We're a small group of three players and a DM, looking for another player or two to join us. We play every other week. For now, we're playing every other Sunday afternoon, but that could change to every other Friday night, or to every other Saturday afternoon or night. (That is, if the group decides we even need to make a change. It depends on the needs of the group, as a whole.)

We are all experienced and mature players. The age range of our group is mid 20s to late 30s. We have been a somewhat laid back group, not being "in character" fulltime during gameplay. However, with this next go-round we are going to try getting more into the drama of the setting and the storyline.

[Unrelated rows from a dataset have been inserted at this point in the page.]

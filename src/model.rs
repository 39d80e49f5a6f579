use chrono::{DateTime, Utc};
use serde::{Deserialize, Serialize};

/// Latest observed values for a single coin, one record per `code`.
#[derive(Debug, Clone, PartialEq, Serialize, Deserialize)]
pub struct Coin {
    pub code: String,
    pub name: String,
    pub rate: f64,
    pub volume: f64,
    pub market_cap: f64,
    pub rank: i64,
    #[serde(skip_serializing_if = "Option::is_none")]
    pub delta_1h: Option<f64>,
    #[serde(skip_serializing_if = "Option::is_none")]
    pub delta_24h: Option<f64>,
    #[serde(skip_serializing_if = "Option::is_none")]
    pub delta_7d: Option<f64>,
    #[serde(skip_serializing_if = "Option::is_none")]
    pub delta_30d: Option<f64>,
    #[serde(skip_serializing_if = "Option::is_none")]
    pub liquidity: Option<f64>,
    #[serde(skip_serializing_if = "Option::is_none")]
    pub circulating_supply: Option<f64>,
    pub timestamp: DateTime<Utc>,
}

/// Most recent market-wide snapshot. Metrics stay absent until the first
/// data point has been written.
#[derive(Debug, Clone, PartialEq, Serialize, Deserialize)]
pub struct MarketOverview {
    #[serde(skip_serializing_if = "Option::is_none")]
    pub total_market_cap: Option<f64>,
    #[serde(skip_serializing_if = "Option::is_none")]
    pub total_volume: Option<f64>,
    #[serde(skip_serializing_if = "Option::is_none")]
    pub total_liquidity: Option<f64>,
    #[serde(skip_serializing_if = "Option::is_none")]
    pub btc_dominance: Option<f64>,
    pub timestamp: DateTime<Utc>,
}

/// One downsampled bucket of a coin's history.
#[derive(Debug, Clone, PartialEq, Serialize, Deserialize)]
pub struct HistoryPoint {
    pub timestamp: DateTime<Utc>,
    pub rate: f64,
    pub volume: f64,
    pub market_cap: f64,
}

/// Uniform envelope returned by every endpoint.
#[derive(Debug, Serialize, Deserialize)]
pub struct ApiResponse<T> {
    pub success: bool,
    #[serde(skip_serializing_if = "Option::is_none")]
    pub data: Option<T>,
    #[serde(skip_serializing_if = "Option::is_none")]
    pub error: Option<String>,
    #[serde(skip_serializing_if = "Option::is_none")]
    pub message: Option<String>,
}

impl<T> ApiResponse<T> {
    pub fn ok(data: T) -> Self {
        Self {
            success: true,
            data: Some(data),
            error: None,
            message: None,
        }
    }

    pub fn error(error: impl Into<String>) -> Self {
        Self {
            success: false,
            data: None,
            error: Some(error.into()),
            message: None,
        }
    }

    pub fn failure(error: impl Into<String>, message: impl Into<String>) -> Self {
        Self {
            success: false,
            data: None,
            error: Some(error.into()),
            message: Some(message.into()),
        }
    }
}

#[derive(Debug, Serialize, Deserialize)]
pub struct HealthResponse {
    pub status: String,
    pub timestamp: DateTime<Utc>,
}
pub mod routes;

use axum::{routing::get, Router};
use std::sync::Arc;
use tower_http::cors::CorsLayer;

use crate::influx::InfluxClient;

pub type SharedClient = Arc<InfluxClient>;

pub fn create_router(client: SharedClient) -> Router {
    Router::new()
        .route("/health", get(routes::health))
        .route("/coins/top", get(routes::get_top_coins))
        .route("/coins/:code", get(routes::get_coin))
        .route("/coins/:code/history", get(routes::get_coin_history))
        .route("/market/overview", get(routes::get_market_overview))
        .with_state(client)
        .layer(CorsLayer::permissive()) // dashboard SPA is served from another origin
}

pub async fn start_server(client: InfluxClient, port: u16) -> anyhow::Result<()> {
    let client = Arc::new(client);
    let app = create_router(client);

    let listener = tokio::net::TcpListener::bind(format!("0.0.0.0:{}", port)).await?;

    tracing::info!("Server running on http://localhost:{}", port);
    axum::serve(listener, app).await?;

    Ok(())
}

Our latest campaign uses 3rd Edition D&D. It takes place in the Dalelands and the Moonsea area of the Forgotten Realms, with the main antagonists consisting of the Zhentarim and the Drow. (Could it be that the Black Network and the Dark Elves are now in league with each other... ?!) The player characters are around 6th level. We plan to either continue this campaign, or to start a new one, using the Birthright setting.

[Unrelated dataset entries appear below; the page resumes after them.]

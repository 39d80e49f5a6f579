use std::env;

#[derive(Debug, Clone)]
pub struct Config {
    pub influx_url: String,
    pub influx_token: String,
    pub influx_org: String,
    pub influx_bucket: String,
    pub port: u16,
}

impl Config {
    pub fn from_env() -> Self {
        Self {
            influx_url: env_or("INFLUXDB_URL", "http://localhost:8086"),
            influx_token: env_or("INFLUXDB_TOKEN", ""),
            influx_org: env_or("INFLUXDB_ORG", "cryptocurrency"),
            influx_bucket: env_or("INFLUXDB_BUCKET", "crypto_data"),
            port: env::var("PORT")
                .ok()
                .and_then(|v| v.parse().ok())
                .unwrap_or(3001),
        }
    }
}

fn env_or(key: &str, default: &str) -> String {
    env::var(key).unwrap_or_else(|_| default.to_string())
}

We are also interested in the GURPS, Ars Magica, Mage: The Sorcerers Crusade, and Vampire: The Dark Ages roleplaying systems. When using those systems (or some composite thereof), we like to play short-term campaigns set in mythical, quasi-historical Europe. One such campaign was set in the early Renaissance, shortly after the apex of the Black Plague. We're thinking about starting another one; this one set in the British Isles, during the Celtic era. We'll call that one "Twilight of the Gods", as the many pagan gods lose their followers to the One True God, and all the conflict and plot hooks that entails.

If you live in the Denver/Boulder area, and you're interested in joining us, let us know by posting a reply here!


----------



## starwolf (Jan 21, 2003)

I might be interested if the game was strictly on Sundays.

(I have  long term group on fridays)


----------